Fonte:
La Repubblica edizione di Milano
Autore:
Zita Dazzi
“‘Cessate il fuoco ora. Lo striscione di pace porta le polemiche”
La bandiera della pace con la scritta “ Cessate il fuoco ora” esposta sulla facciata di Palazzo Marino fa seguito all’approvazione da parte del Consiglio comunale di un ordine del giorno votato il 4 marzo. “ Attivarsi per un cessate il fuoco umanitario immediato a Gaza e per la pace nei territori”, recita il titolo del documento. Nel testo completo, approvato da tutta la maggioranza e rigettato dall’opposizione, si invita anche l’amministrazione ad « attivarsi in tutte le sedi opportune, anche esercitando la propria influenza di Comune leader in Italia e in Europa, affinché venga dichiarato un cessate il fuoco umanitario immediato a Gaza», venga chiesta «la liberazione degli ostaggi » catturati da Hamas il 7 ottobre e siano sostenute «in ogni modo possibile la comunità palestinese e la comunità ebraica a Milano».
L’iniziativa, però, non piace alla Comunità ebraica che la ritiene poco rispettosa per il mancato riferimento, nella bandiera esposta, proprio alla liberazione degli ostaggi. Del resto la Comunità aveva già in mente di farsi sentire per la scritta “ Cessate il fuoco” apparsa l’altra sera sul sipario della Scala, ma l’eco delle iniziative è arrivato solo ieri. Il primo a protestare è Walker Meghnagi, presidente della Comunità, che subito dopo il pogrom del 7 ottobre aveva polemizzato col sindaco Beppe Sala, accusato di essere poco sensibile alla tragedia vissuta in Israele. Polemica poi rientrata. Ma adesso c’è di nuovo amarezza nei confronti di Palazzo Marino: « La bandiera della pace appesa in Comune — scrive Meghnagi — è un esempio di atteggiamento fintamente equidistante, visto che riporta la dicitura “ Cessate il fuoco ora” senza spendere una parola verso gli ostaggi, che stanno morendo giorno dopo giorno tra sevizie e stupri. La storia insegna che parole malate portano a comportamenti malati » . Meghnagi fa riferimento agli episodi di antisemitismo che sono in aumento. « E lo stiamo vedendo ogni giorno con tante contestazioni nei confronti degli ebrei. La situazione è già grave di per sé, ma se le istituzioni reagiscono in modo non equilibrato, sarà sempre peggio » . Sull’ « equilibrio » delle decisioni prese, invece, insiste il capogruppo del Pd Filippo Barberis, rispondendo alle proteste della Lega che chiede di esporre una bandiera anche per gli ostaggi: « Quella di chiedere un cessate il fuoco è la linea di tutti, a livello nazionale e internazionale».

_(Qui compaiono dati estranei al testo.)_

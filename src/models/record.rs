//! Output row of the dataset

use chrono::NaiveDate;
use serde::{Deserialize, Serialize};

use super::trip::{Gender, LuggageType, TripPurpose};

/// One synthesized trip with its packed items
///
/// Field order is the column order of the written file.
#[derive(Debug, Clone, PartialEq, Serialize, Deserialize)]
pub struct PackingRecord {
    pub user_id: String,
    pub age: u32,
    pub gender: Gender,
    pub destination: String,
    pub country: String,
    /// Serialized as `YYYY-MM-DD`
    pub start_date: NaiveDate,
    pub end_date: NaiveDate,
    pub min_temp_celsius: f64,
    pub max_temp_celsius: f64,
    /// Rounded to one decimal place
    pub avg_temp_celsius: f64,
    pub luggage_type: LuggageType,
    pub trip_purpose: TripPurpose,
    /// `"<count> <item>, <count> <item>, ..."`
    pub packed_items: String,
}

impl PackingRecord {
    pub const HEADERS: [&'static str; 13] = [
        "user_id",
        "age",
        "gender",
        "destination",
        "country",
        "start_date",
        "end_date",
        "min_temp_celsius",
        "max_temp_celsius",
        "avg_temp_celsius",
        "luggage_type",
        "trip_purpose",
        "packed_items",
    ];

    /// Sequential user id, `U0001` for index 0
    #[must_use]
    pub fn user_id_for(index: usize) -> String {
        format!("U{:04}", index + 1)
    }
}

/// Round a temperature to one decimal place, halves to even
///
/// Catalog averages are multiples of 0.25, so `value * 10.0` is exact and a
/// tie such as 23.25 lands on 23.2.
#[must_use]
pub fn round_one_decimal(value: f64) -> f64 {
    (value * 10.0).round_ties_even() / 10.0
}

#[cfg(test)]
mod tests {
    use super::*;

    #[test]
    fn test_user_id_padding() {
        assert_eq!(PackingRecord::user_id_for(0), "U0001");
        assert_eq!(PackingRecord::user_id_for(41), "U0042");
        assert_eq!(PackingRecord::user_id_for(9999), "U10000");
    }

    #[test]
    fn test_round_one_decimal() {
        assert_eq!(round_one_decimal(-1.54), -1.5);
        assert_eq!(round_one_decimal(17.0), 17.0);
        assert_eq!(round_one_decimal(4.16), 4.2);
    }

    #[test]
    fn test_round_one_decimal_ties_go_to_even() {
        assert_eq!(round_one_decimal(23.25), 23.2);
        assert_eq!(round_one_decimal(23.75), 23.8);
        assert_eq!(round_one_decimal(0.25), 0.2);
        assert_eq!(round_one_decimal(-6.25), -6.2);
    }

    #[test]
    fn test_dates_serialize_as_iso() {
        let date = NaiveDate::from_ymd_opt(2026, 3, 7).unwrap();
        assert_eq!(serde_json::to_string(&date).unwrap(), "\"2026-03-07\"");
    }
}
//! Error types and handling for `packgen`

use thiserror::Error;

/// Main error type for the packing dataset generator
#[derive(Error, Debug)]
pub enum PackGenError {
    /// Configuration-related errors
    #[error("Configuration error: {message}")]
    Config { message: String },

    /// Destination catalog could not be read or is incomplete
    #[error("Catalog error: {message}")]
    Catalog { message: String },

    /// Trip parameters outside their domain
    #[error("Invalid input: {message}")]
    Validation { message: String },

    /// Record serialization errors
    #[error("Output error: {message}")]
    Output { message: String },

    /// I/O operation errors
    #[error("I/O error: {source}")]
    Io {
        #[from]
        source: std::io::Error,
    },
}

impl PackGenError {
    /// Create a new configuration error
    pub fn config<S: Into<String>>(message: S) -> Self {
        Self::Config {
            message: message.into(),
        }
    }

    /// Create a new catalog error
    pub fn catalog<S: Into<String>>(message: S) -> Self {
        Self::Catalog {
            message: message.into(),
        }
    }

    /// Create a new validation error
    pub fn validation<S: Into<String>>(message: S) -> Self {
        Self::Validation {
            message: message.into(),
        }
    }

    /// Create a new output error
    pub fn output<S: Into<String>>(message: S) -> Self {
        Self::Output {
            message: message.into(),
        }
    }

    /// Get a user-friendly error message
    #[must_use]
    pub fn user_message(&self) -> String {
        match self {
            PackGenError::Config { .. } => {
                "Configuration error. Please check your config file.".to_string()
            }
            PackGenError::Catalog { message } => {
                format!("Destination catalog is unusable: {message}")
            }
            PackGenError::Validation { message } => {
                format!("Invalid input: {message}")
            }
            PackGenError::Output { .. } => {
                "Writing the dataset failed. Please check the output path.".to_string()
            }
            PackGenError::Io { .. } => {
                "File operation failed. Please check file permissions.".to_string()
            }
        }
    }
}

impl From<csv::Error> for PackGenError {
    fn from(err: csv::Error) -> Self {
        PackGenError::output(err.to_string())
    }
}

Grandi preoccupazioni si addensano anche in vista del prossimo corteo del 25 Aprile, al quale di solito partecipa — assieme alle associazioni dei combattenti per la libertà e a quelle degli ex deportati — anche la Brigata ebraica, che ogni anno viene molto fischiata dai pro Palestina confinati in un angolo di piazza San Babila. Con le dimissioni da presidente di Roberto Cenati, che sulla guerra in Medio Oriente ha una posizione fortemente solidale con Israele, c’è anche chi sta meditando di evitare il corteo per non correre rischi di contestazioni troppo accese. A quel corteo probabilmente prenderanno parte molte associazioni pacifiste, e lo slogan “ cessate il fuoco”, intendendo naturalmente il fuoco su Gaza, sarà sicuramente su molti degli striscioni. « La pace va costruita davvero — commenta a proposito dello striscione a palazzo Marino Davide Romano, presidente del Museo della Brigata ebraica, uno di quelli che organizza la partecipazione degli ebrei al corteo annuale — . E spiace ricordare che mentre la Comunità ebraica ricorda tutte le vittime arabe ed ebree e manifesta nella legalità, altrettanto non si può dire di quella palestinese che sta importando le tensioni mediorientali sul territorio. Serve dunque anche un “ Cessate il fuoco” delle parole d’odio da parte del mondo palestinese ». Il consigliere della lista Sala Marco Mazzei, primo firmatario dell’odg del 4 marzo, vorrebbe che la bandiera facesse anche il giro dei Municipi, ma i presidenti sono freddi: «Palazzo Marino parla a nome di tutta la città — ripetono in molti — non servono doppioni».